Signs of pressure on two of the world’s leading retailers, US-based giants Amazon and Walmart, will send a shiver down the spines of businesses in the UK, writes George MacDonald
The US often sets the tone for what happens on this side of the pond and this time it probably means perspiration – cold sweat, in fact – rather than inspiration.
The Bentonville giant said fuel and food price inflation “is affecting customers’ ability to spend on general merchandise categories and requiring more markdowns to move through the inventory, particularly apparel”. Further discounting is expected.
Amazon, meanwhile, increased the cost to customers of subscribing to its Prime service – in the UK, it will be 20% more. The price rise was the first in almost 10 years, so was an event so rare it must have been the only option in response to “increased inflation and operating costs”.
When Amazon and Walmart sneeze, the fear is that the whole retail industry will come down with a bad case of the cold.
Essential vs non-essential
So, what is the read-across to the UK? While grocers have, like Walmart, attempted to keep a lid on food price inflation of almost 10%, it is close to the highest level since 2008.
The big British grocers have, like Walmart, established clothing and general merchandise lines, and there are some signs of pressure.
At Sainsbury’s, for instance, general merchandise sales fell 11.2% in the first quarter – 6.2% down on a three-year basis. Clothing was down 10.1% in the quarter, although up 3.9% compared to 2019/20.
Sainsbury’s reported those numbers at the start of this month. The grocer maintained its profit expectations, so it is not in the same position as Walmart.
In a value-driven market, grocers with strong fashion propositions, such as Tesco and Sainsbury’s, may well take less of a hit in the category than Walmart because of their style credentials – although the JS numbers show nothing can be taken for granted.
“Amazon’s unsurpassed convenience and reliability will protect it… it will be interesting to see whether subscription specialists in categories such as beauty and recipe boxes prove as resilient”

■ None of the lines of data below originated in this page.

//! Object detection collaborators.

pub mod detector;
pub mod labels;

use anyhow::Result;
use std::path::Path;

use crate::db::DetectionEvent;

pub use detector::YoloDetector;

/// Detects objects in an image file.
pub trait ObjectDetector {
    /// Recorded with each photo as the model that produced its detections
    fn model_name(&self) -> &str;

    /// Detections with confidence at or above `confidence_threshold`
    fn detect(&self, path: &Path, confidence_threshold: f32) -> Result<Vec<DetectionEvent>>;
}
//! SQLite catalog of photos, EXIF records, detections and known faces.
//!
//! Every "replace" operation runs inside one transaction: either the whole
//! new state is committed or the previous state is left untouched.

mod schema;
pub mod detections;
pub mod faces;
pub mod photos;

use anyhow::{Context, Result};
use rusqlite::Connection;
use std::path::Path;

pub use detections::{DetectionEvent, ObjectSearchHit, ObjectSummary};
pub use faces::{FaceDetection, FaceLocation, FaceSearchHit, FaceSummary, KnownFace};
pub use photos::{ClassTotal, FileMeta, PhotoInfo, PhotoRecord, RecentPhoto, StatisticsReport};
pub use schema::SCHEMA;

pub struct Database {
    pub(crate) conn: Connection,
}

impl Database {
    /// Open (creating if needed) the catalog at `path` and apply the schema.
    pub fn open(path: &Path) -> Result<Self> {
        if let Some(parent) = path.parent() {
            if !parent.as_os_str().is_empty() {
                std::fs::create_dir_all(parent)
                    .with_context(|| format!("Cannot create {}", parent.display()))?;
            }
        }
        let conn = Connection::open(path)
            .with_context(|| format!("Cannot open catalog {}", path.display()))?;
        let db = Self { conn };
        db.initialize()?;
        tracing::debug!(path = %path.display(), "Catalog opened");
        Ok(db)
    }

    pub fn open_in_memory() -> Result<Self> {
        let db = Self {
            conn: Connection::open_in_memory()?,
        };
        db.initialize()?;
        Ok(db)
    }

    pub fn initialize(&self) -> Result<()> {
        self.conn.execute_batch("PRAGMA foreign_keys = ON;")?;
        self.conn.execute_batch(SCHEMA)?;
        Ok(())
    }

    pub fn conn(&self) -> &Connection {
        &self.conn
    }
}

/// Current local time as stored in timestamp columns.
///
/// Milliseconds keep `ORDER BY created_at` stable for photos ingested
/// within the same second.
pub(crate) fn now_timestamp() -> String {
    chrono::Local::now()
        .format("%Y-%m-%d %H:%M:%S%.3f")
        .to_string()
}

/// `?, ?, ?` for binding a list into an `IN (...)` clause
pub(crate) fn repeat_vars(count: usize) -> String {
    let mut vars = "?, ".repeat(count);
    vars.truncate(vars.len().saturating_sub(2));
    vars
}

However, weaker players in discretionary categories such as apparel are likely to find themselves in a similar position to Walmart, faced with the prospect of having to mark down more aggressively than hoped. The wider pressure was evident perhaps in the fact that Asos has reportedly postponed some autumn orders.
Amazon’s Prime price rise will probably be borne – however grudgingly – by customers. In absolute terms, a shift in the monthly UK price from £7.99 to £8.99 will not break many people’s banks.

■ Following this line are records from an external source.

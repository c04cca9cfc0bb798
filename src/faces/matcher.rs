//! Nearest-neighbour matching of face encodings against a gallery.

use serde::Serialize;

use super::Gallery;
use crate::config::{DistanceMetric, FacesConfig};

/// Distance between two encodings; lower means more similar.
pub type DistanceFn = fn(&[f32], &[f32]) -> f32;

pub const DEFAULT_TOLERANCE: f32 = 0.6;

#[derive(Debug, Clone, PartialEq, Default, Serialize)]
pub struct FaceMatch {
    pub name: Option<String>,
    pub confidence: Option<f32>,
}

impl FaceMatch {
    pub fn is_match(&self) -> bool {
        self.name.is_some()
    }
}

#[derive(Debug, Clone, Copy)]
pub struct FaceMatcher {
    pub tolerance: f32,
    pub distance: DistanceFn,
}

impl Default for FaceMatcher {
    fn default() -> Self {
        Self::new(DEFAULT_TOLERANCE, euclidean_distance)
    }
}

impl FaceMatcher {
    pub fn new(tolerance: f32, distance: DistanceFn) -> Self {
        Self { tolerance, distance }
    }

    pub fn from_metric(tolerance: f32, metric: DistanceMetric) -> Self {
        let distance: DistanceFn = match metric {
            DistanceMetric::Euclidean => euclidean_distance,
            DistanceMetric::Cosine => cosine_distance,
        };
        Self::new(tolerance, distance)
    }

    pub fn from_config(config: &FacesConfig) -> Self {
        Self::from_metric(config.tolerance, config.distance)
    }

    /// Closest gallery entry within tolerance, with confidence `1 - distance`.
    pub fn find_match(&self, gallery: &Gallery, query: &[f32]) -> FaceMatch {
        self.find_match_with_tolerance(gallery, query, self.tolerance)
    }

    pub fn find_match_with_tolerance(&self, gallery: &Gallery, query: &[f32], tolerance: f32) -> FaceMatch {
        let mut best: Option<(usize, f32)> = None;

        for (index, entry) in gallery.entries().iter().enumerate() {
            let distance = (self.distance)(&entry.encoding, query);
            // NaN fails this comparison and is never a candidate
            if !(distance <= tolerance) {
                continue;
            }
            // Strict comparison keeps the earliest entry on ties
            if best.map_or(true, |(_, d)| distance < d) {
                best = Some((index, distance));
            }
        }

        match best {
            Some((index, distance)) => FaceMatch {
                name: Some(gallery.entries()[index].name.clone()),
                confidence: Some(1.0 - distance),
            },
            None => FaceMatch::default(),
        }
    }
}

pub fn euclidean_distance(a: &[f32], b: &[f32]) -> f32 {
    if a.len() != b.len() {
        return f32::INFINITY;
    }

    a.iter()
        .zip(b.iter())
        .map(|(x, y)| (x - y).powi(2))
        .sum::<f32>()
        .sqrt()
}

/// `1 - cosine similarity`, in [0, 2]
pub fn cosine_distance(a: &[f32], b: &[f32]) -> f32 {
    if a.len() != b.len() || a.is_empty() {
        return f32::INFINITY;
    }

    let dot: f32 = a.iter().zip(b.iter()).map(|(x, y)| x * y).sum();
    let norm_a: f32 = a.iter().map(|x| x * x).sum::<f32>().sqrt();
    let norm_b: f32 = b.iter().map(|x| x * x).sum::<f32>().sqrt();

    if norm_a > 0.0 && norm_b > 0.0 {
        1.0 - dot / (norm_a * norm_b)
    } else {
        1.0
    }
}

#[cfg(test)]
mod tests {
    use super::*;

    /// Treats the first component of the gallery encoding as the distance
    fn first_component(entry: &[f32], _query: &[f32]) -> f32 {
        entry[0]
    }

    fn gallery(distances: &[f32]) -> Gallery {
        let mut gallery = Gallery::new();
        for (i, d) in distances.iter().enumerate() {
            gallery.push(format!("person{}", i), vec![*d]);
        }
        gallery
    }

    #[test]
    fn test_selects_closest_candidate() {
        let matcher = FaceMatcher::new(0.6, first_component);
        let result = matcher.find_match(&gallery(&[0.5, 0.3, 0.7]), &[0.0]);

        assert_eq!(result.name.as_deref(), Some("person1"));
        assert!((result.confidence.unwrap() - 0.7).abs() < 1e-6);
    }

    #[test]
    fn test_no_candidate_within_tolerance() {
        let matcher = FaceMatcher::new(0.2, first_component);
        let result = matcher.find_match(&gallery(&[0.5, 0.3, 0.7]), &[0.0]);
        assert_eq!(result, FaceMatch::default());
        assert!(!result.is_match());
    }

    #[test]
    fn test_empty_gallery() {
        let result = FaceMatcher::default().find_match(&Gallery::new(), &[1.0, 2.0]);
        assert_eq!(result, FaceMatch::default());
    }

    #[test]
    fn test_tolerance_is_inclusive_and_ties_go_first() {
        let matcher = FaceMatcher::new(0.5, first_component);
        let result = matcher.find_match(&gallery(&[0.9, 0.5, 0.5]), &[0.0]);
        assert_eq!(result.name.as_deref(), Some("person1"));
    }

    #[test]
    fn test_nan_distance_never_matches() {
        let matcher = FaceMatcher::new(0.6, first_component);
        let result = matcher.find_match(&gallery(&[f32::NAN]), &[0.0]);
        assert!(!result.is_match());
    }

    #[test]
    fn test_override_tolerance() {
        let matcher = FaceMatcher::new(0.6, first_component);
        let result = matcher.find_match_with_tolerance(&gallery(&[0.5, 0.3]), &[0.0], 0.1);
        assert!(!result.is_match());
    }

    #[test]
    fn test_euclidean_distance() {
        assert!((euclidean_distance(&[0.0, 0.0], &[3.0, 4.0]) - 5.0).abs() < 1e-6);
        assert_eq!(euclidean_distance(&[1.0], &[1.0, 2.0]), f32::INFINITY);
    }

    #[test]
    fn test_cosine_distance() {
        assert!(cosine_distance(&[1.0, 0.0], &[2.0, 0.0]).abs() < 1e-6);
        assert!((cosine_distance(&[1.0, 0.0], &[0.0, 1.0]) - 1.0).abs() < 1e-6);
        assert_eq!(cosine_distance(&[1.0], &[]), f32::INFINITY);
    }

    #[test]
    fn test_mismatched_lengths_never_match() {
        let mut gallery = Gallery::new();
        gallery.push("alice", vec![0.1, 0.2, 0.3]);
        let result = FaceMatcher::default().find_match(&gallery, &[0.1, 0.2]);
        assert!(!result.is_match());
    }

    #[test]
    fn test_from_metric() {
        let matcher = FaceMatcher::from_metric(0.4, DistanceMetric::Cosine);
        let mut gallery = Gallery::new();
        gallery.push("alice", vec![1.0, 0.0]);
        gallery.push("bob", vec![0.0, 1.0]);

        let result = matcher.find_match(&gallery, &[0.9, 0.1]);
        assert_eq!(result.name.as_deref(), Some("alice"));
    }
}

While Prime includes services such as movies and TV series, it is different from services such as Netflix – where customers have been cancelling subscriptions – because Prime has features such as rapid delivery of food and general merchandise.
Amazon’s unsurpassed convenience and reliability will protect it. But retailers without the efficiency prowess or scale of Amazon, and the span of essential as well as discretionary products, will have less wriggle room on fees. It will be interesting to see whether subscription specialists in categories such as beauty and recipe boxes prove as resilient as Amazon is likely to be.
Retail on top form
Consumers are not in a happy place at the moment. Confidence is at a record low, worse even than during the 2008/09 financial crash. October will bring more punishing household energy price rises, eroding spending power in the run-up to Christmas.

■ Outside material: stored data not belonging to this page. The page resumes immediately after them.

use anyhow::Result;
use rusqlite::{params, Row};
use serde::Serialize;
use std::path::Path;

use super::{now_timestamp, Database, FaceDetection, FaceSummary, ObjectSummary};
use crate::scanner::ExifRecord;

/// File-level facts recorded on every ingestion
#[derive(Debug, Clone, Default)]
pub struct FileMeta {
    pub file_name: String,
    pub file_size: u64,
    pub width: Option<u32>,
    pub height: Option<u32>,
    pub format: Option<String>,
    pub model_used: Option<String>,
}

#[derive(Debug, Clone, Serialize)]
pub struct PhotoRecord {
    pub id: i64,
    pub file_path: String,
    pub file_name: String,
    pub file_size: i64,
    pub width: Option<i64>,
    pub height: Option<i64>,
    pub format: Option<String>,
    pub created_at: String,
    pub processed_at: Option<String>,
    pub model_used: Option<String>,
}

/// Everything the catalog knows about one photo
#[derive(Debug, Clone, Serialize)]
pub struct PhotoInfo {
    pub photo: PhotoRecord,
    pub exif: Option<ExifRecord>,
    pub objects: Vec<ObjectSummary>,
    pub faces: Option<FaceSummary>,
    pub face_detections: Vec<FaceDetection>,
}

#[derive(Debug, Clone, Serialize)]
pub struct ClassTotal {
    pub class_name: String,
    pub total_count: i64,
}

#[derive(Debug, Clone, Default, Serialize)]
pub struct StatisticsReport {
    pub total_photos: i64,
    pub processed_photos: i64,
    pub total_objects: i64,
    pub top_classes: Vec<ClassTotal>,
    pub known_faces: i64,
    pub face_detections: i64,
    pub recognized_faces: i64,
}

#[derive(Debug, Clone, Serialize)]
pub struct RecentPhoto {
    pub photo: PhotoRecord,
    pub object_classes: i64,
}

pub(crate) const PHOTO_COLUMNS: &str = "p.id, p.file_path, p.file_name, p.file_size, \
     p.width, p.height, p.format, p.created_at, p.processed_at, p.model_used";

/// Build a `PhotoRecord` from the first ten columns selected via `PHOTO_COLUMNS`
pub(crate) fn photo_from_row(row: &Row<'_>) -> rusqlite::Result<PhotoRecord> {
    Ok(PhotoRecord {
        id: row.get(0)?,
        file_path: row.get(1)?,
        file_name: row.get(2)?,
        file_size: row.get(3)?,
        width: row.get(4)?,
        height: row.get(5)?,
        format: row.get(6)?,
        created_at: row.get(7)?,
        processed_at: row.get(8)?,
        model_used: row.get(9)?,
    })
}

impl Database {
    /// Insert a photo or update the existing row for the same path.
    ///
    /// The id of an existing row is preserved, as is its `created_at`.
    pub fn upsert_photo(&self, path: &Path, meta: &FileMeta) -> Result<i64> {
        let path_str = path.to_string_lossy();
        let id = self.conn.query_row(
            r#"
            INSERT INTO photos (file_path, file_name, file_size, width, height, format, created_at, model_used)
            VALUES (?, ?, ?, ?, ?, ?, ?, ?)
            ON CONFLICT(file_path) DO UPDATE SET
                file_name = excluded.file_name,
                file_size = excluded.file_size,
                width = excluded.width,
                height = excluded.height,
                format = excluded.format,
                model_used = excluded.model_used
            RETURNING id
            "#,
            params![
                path_str.as_ref(),
                meta.file_name,
                meta.file_size as i64,
                meta.width,
                meta.height,
                meta.format,
                now_timestamp(),
                meta.model_used,
            ],
            |row| row.get(0),
        )?;
        Ok(id)
    }

    /// Replace the EXIF record of a photo; `None` leaves it without one.
    pub fn replace_exif(&self, photo_id: i64, exif: Option<&ExifRecord>) -> Result<()> {
        let tx = self.conn.unchecked_transaction()?;

        tx.execute("DELETE FROM exif_data WHERE photo_id = ?", params![photo_id])?;

        if let Some(exif) = exif {
            tx.execute(
                r#"
                INSERT INTO exif_data (
                    photo_id, camera_make, camera_model, software, date_time_original,
                    exposure_time, f_number, iso_speed, focal_length,
                    gps_latitude, gps_longitude, gps_altitude
                ) VALUES (?, ?, ?, ?, ?, ?, ?, ?, ?, ?, ?, ?)
                "#,
                params![
                    photo_id,
                    exif.camera_make,
                    exif.camera_model,
                    exif.software,
                    exif.date_time_original,
                    exif.exposure_time,
                    exif.f_number,
                    exif.iso_speed,
                    exif.focal_length,
                    exif.gps_latitude,
                    exif.gps_longitude,
                    exif.gps_altitude,
                ],
            )?;
        }

        tx.commit()?;
        Ok(())
    }

    pub fn find_photo_by_path(&self, path: &Path) -> Result<Option<PhotoRecord>> {
        let path_str = path.to_string_lossy();
        let result = self.conn.query_row(
            &format!("SELECT {} FROM photos p WHERE p.file_path = ?", PHOTO_COLUMNS),
            [path_str.as_ref()],
            photo_from_row,
        );

        match result {
            Ok(photo) => Ok(Some(photo)),
            Err(rusqlite::Error::QueryReturnedNoRows) => Ok(None),
            Err(e) => Err(e.into()),
        }
    }

    pub fn get_photo(&self, photo_id: i64) -> Result<Option<PhotoRecord>> {
        let result = self.conn.query_row(
            &format!("SELECT {} FROM photos p WHERE p.id = ?", PHOTO_COLUMNS),
            [photo_id],
            photo_from_row,
        );

        match result {
            Ok(photo) => Ok(Some(photo)),
            Err(rusqlite::Error::QueryReturnedNoRows) => Ok(None),
            Err(e) => Err(e.into()),
        }
    }

    pub fn get_exif(&self, photo_id: i64) -> Result<Option<ExifRecord>> {
        let result = self.conn.query_row(
            r#"
            SELECT camera_make, camera_model, software, date_time_original,
                   exposure_time, f_number, iso_speed, focal_length,
                   gps_latitude, gps_longitude, gps_altitude
            FROM exif_data
            WHERE photo_id = ?
            "#,
            [photo_id],
            |row| {
                Ok(ExifRecord {
                    camera_make: row.get(0)?,
                    camera_model: row.get(1)?,
                    software: row.get(2)?,
                    date_time_original: row.get(3)?,
                    exposure_time: row.get(4)?,
                    f_number: row.get(5)?,
                    iso_speed: row.get(6)?,
                    focal_length: row.get(7)?,
                    gps_latitude: row.get(8)?,
                    gps_longitude: row.get(9)?,
                    gps_altitude: row.get(10)?,
                })
            },
        );

        match result {
            Ok(exif) => Ok(Some(exif)),
            Err(rusqlite::Error::QueryReturnedNoRows) => Ok(None),
            Err(e) => Err(e.into()),
        }
    }

    /// Photo row plus its EXIF record, object summaries and faces
    pub fn get_photo_info(&self, photo_id: i64) -> Result<Option<PhotoInfo>> {
        let photo = match self.get_photo(photo_id)? {
            Some(photo) => photo,
            None => return Ok(None),
        };

        Ok(Some(PhotoInfo {
            photo,
            exif: self.get_exif(photo_id)?,
            objects: self.get_object_summaries(photo_id)?,
            faces: self.get_face_summary(photo_id)?,
            face_detections: self.get_face_detections(photo_id)?,
        }))
    }

    /// Most recently created photos first
    pub fn list_recent(&self, limit: usize) -> Result<Vec<RecentPhoto>> {
        let mut stmt = self.conn.prepare(&format!(
            r#"
            SELECT {},
                   (SELECT COUNT(*) FROM object_summary s WHERE s.photo_id = p.id)
            FROM photos p
            ORDER BY p.created_at DESC, p.id DESC
            LIMIT ?
            "#,
            PHOTO_COLUMNS
        ))?;

        let photos = stmt
            .query_map([limit as i64], |row| {
                Ok(RecentPhoto {
                    photo: photo_from_row(row)?,
                    object_classes: row.get(10)?,
                })
            })?
            .collect::<rusqlite::Result<Vec<_>>>()?;

        Ok(photos)
    }

    pub fn get_statistics(&self) -> Result<StatisticsReport> {
        let count = |sql: &str| -> Result<i64> {
            Ok(self.conn.query_row(sql, [], |row| row.get(0))?)
        };

        let mut stmt = self.conn.prepare(
            r#"
            SELECT class_name, SUM(total_count) AS total
            FROM object_summary
            GROUP BY class_name
            ORDER BY total DESC, class_name
            LIMIT 10
            "#,
        )?;
        let top_classes = stmt
            .query_map([], |row| {
                Ok(ClassTotal {
                    class_name: row.get(0)?,
                    total_count: row.get(1)?,
                })
            })?
            .collect::<rusqlite::Result<Vec<_>>>()?;

        Ok(StatisticsReport {
            total_photos: count("SELECT COUNT(*) FROM photos")?,
            processed_photos: count("SELECT COUNT(*) FROM photos WHERE processed_at IS NOT NULL")?,
            total_objects: count("SELECT COALESCE(SUM(total_count), 0) FROM object_summary")?,
            top_classes,
            known_faces: self.count_known_faces()?,
            face_detections: count("SELECT COUNT(*) FROM face_detections")?,
            recognized_faces: count(
                "SELECT COUNT(*) FROM face_detections WHERE recognized_name IS NOT NULL",
            )?,
        })
    }
}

This year’s golden quarter could be more of a nail-biter than ever for many retailers. Amid such uncertainty, reading the room on consumers’ willingness and ability to spend is harder than before. Will they buy early in order to budget? Will they buy late, perhaps prompting big pre-Christmas Sales? Might they actually splash out, desperate for some relief and to celebrate after a year of anxiety and conflict?
Whatever happens, retailers will need to be on top form of whatever they are most famous for and agile enough to pivot trading strategies as necessary as the coming months unfold.